“Men I Hate: The Stasi Men,” by Lynette D’Amico (Fiction ’13)
Lynette D’Amico, a 2013 fiction graduate, was recently featured in Guernica. Read an excerpt of D’Amico’s essay below:
Men I Hate: The Stasi Men
All the dogs in Berlin had the same face. A wiry, bearded face with intelligent eyes and perked ears. None of the dogs paid me the slightest bit of attention even though I was so dog hungry, missing our Labradoodle and yellow Lab back home in Boston. The German dogs trotted with purpose and never veered from the path to chase a duck or leap into the water or bark to say hi or keep away. This is what it means to be a good dog in Berlin.
It was 2018 and my husband and I were living in Berlin, where he was on an academic fellowship and I was there as “spouse of.” My position relegated me to the outer circle of the big-headed fellows, which was fine with me. It was part of the story of our relationship—he was a front guy, I preferred to watch the scene around me. We were also there to try and put our marriage back together following my husband’s gender transition from a queer woman to a man, which began two years earlier, in 2016. How would it be to live someplace where nobody knew our specific relationship history or had known us in a previous incarnation as a queer couple? Were we still a queer couple? The hope was that in a setting where somebody was cooking and cleaning for us, we would stop fighting about whose turn it was to vacuum and what’s for dinner and get to the big fights, such as, were we going to stay married?
We were living in Wannsee, a southwestern suburb of Berlin, on the River Havel. While there, I visited the late summer garden at the Liebermann-Villa, the summer residence of the painter Max Liebermann, on a tour with a cohort of fellows. A small birch allée leads to Lake Wannsee and features prominently in many of Liebermann’s paintings. There is a bronze otter fountain, purple cabbages planted among the dahlias, a rose arbor. It is an artist’s garden, with vivid colors and crafted views. After Liebermann died in 1935, the house was confiscated by the Nazis. I wandered nearly next door to the House of the Wannsee Conference, an imposing villa that now operates as a museum, where, in 1942, in an eighty-five-minute meeting, fifteen men decided “the final solution to the Jewish question,” and then were served lunch and drank cognac.
* * *
At the Table
At the obligatory group dinner every night, a dreamy Italian German waiter pulled out the chairs for all the women and poured endless glasses of wine with his hand over his heart. I felt lit up in the spotlight of his beautiful service. He was soft-spoken and had a delicious accent. He greeted me with warmth and eagerness, anticipated my needs, and spoke to me as though he were kissing my hand. He was my favorite. My husband sat with his elbows on the table, chatting up his fellow fellows about digital philosophy and Balkan politics and the fifteenth-century Ottoman empire.
“To reduce a gender transition to being in the wrong flesh bag in my experience is problematic…”
“If the condemned recanted, the person was strangled before the fire was lit—a mercy execution.”
“…neoliberalism is about the individual, not the group!”

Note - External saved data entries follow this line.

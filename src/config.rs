use std::env;
use std::path::PathBuf;

pub const MIN_TABLE_HEIGHT: u32 = 200;
pub const MAX_TABLE_HEIGHT: u32 = 800;

/// Settings read from the environment (and `.env`, via dotenvy in main).
#[derive(Debug, Clone)]
pub struct AppConfig {
    pub students_csv: PathBuf,
    pub upload_dir: PathBuf,
    pub host: String,
    pub port: u16,
    /// Default height in pixels of the students table.
    pub table_height: u32,
    pub max_upload_bytes: usize,
}

impl Default for AppConfig {
    fn default() -> Self {
        AppConfig {
            students_csv: PathBuf::from("students.csv"),
            upload_dir: PathBuf::from("uploads"),
            host: "127.0.0.1".to_string(),
            port: 3000,
            table_height: 380,
            max_upload_bytes: 20 * 1024 * 1024,
        }
    }
}

impl AppConfig {
    pub fn from_env() -> Self {
        let defaults = AppConfig::default();
        AppConfig {
            students_csv: env::var("STUDENTS_CSV")
                .map(PathBuf::from)
                .unwrap_or(defaults.students_csv),
            upload_dir: env::var("UPLOAD_DIR")
                .map(PathBuf::from)
                .unwrap_or(defaults.upload_dir),
            host: env::var("HOST").unwrap_or(defaults.host),
            port: parsed_var("PORT").unwrap_or(defaults.port),
            table_height: parsed_var("TABLE_HEIGHT")
                .map(clamp_table_height)
                .unwrap_or(defaults.table_height),
            max_upload_bytes: parsed_var("MAX_UPLOAD_BYTES").unwrap_or(defaults.max_upload_bytes),
        }
    }
}

pub fn clamp_table_height(height: u32) -> u32 {
    height.clamp(MIN_TABLE_HEIGHT, MAX_TABLE_HEIGHT)
}

fn parsed_var<T: std::str::FromStr>(name: &str) -> Option<T> {
    env::var(name).ok().and_then(|v| v.trim().parse().ok())
}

My husband was the first trans person to be selected as a fellow for this program, to sit at this table. His award had been publicized, which mostly preempted the need for him to introduce himself as trans, which he had no hesitation about doing. It did happen, more than once, though, that when he described living as a “white, Midwestern girl from a small town in Indiana for fifty years,” an audience member didn’t recognize the signifier—the bearded, burly guy in the designer glasses—as the signified. “Who was the middle-aged woman from Indiana you were talking about?” he was asked.
* * *
The Questions We Carried
There were two single women among the fellows. When I wanted to get my girl on, we sneaked cigarettes and complimented each other’s wardrobe selections. “I love your shoes!” “I love your shoes!” My husband called them my lesbian girlfriends. They were my favorites.
My husband liked to dress in streetwear and overpriced sneakers. He was peppy and happy and filled with joy. Before the transition, he never sweated. In Berlin, he sweat and sweat like a hairy sweating man. He was proud of his sweat. “Look at this sweat,” he said at the dinner table, happily sweating.
As conversations went on around me, I nodded agreeably left and right, chewing and swallowing my German meaty meat meals—pink boar’s meat ravioli, twice-cooked venison, mussels with fennel and blood oranges, lamb’s lettuce with grape and bacon vinaigrette. If anybody asked me anything directly, I panicked into muteness.
“Your husband says you like to cook; maybe you can take a cooking class during your time in Berlin.”
“Perhaps you are interested in cheese culture?”
“What are the ruins of capitalism?”
Every table conversation felt like an interview for a job I was not going to get.
My husband’s question for me was, could I love a man, specifically, him? I had the same question for myself. I mean, you love the person, not a body, not a gender, and what did it matter after nearly twenty years together? People stay married for all kinds of reasons. My husband and I had a joint bank account. We shared an aesthetic sensibility, except for my disdain for streetwear and sneakers. We were both Italian. We weren’t going to break up, were we?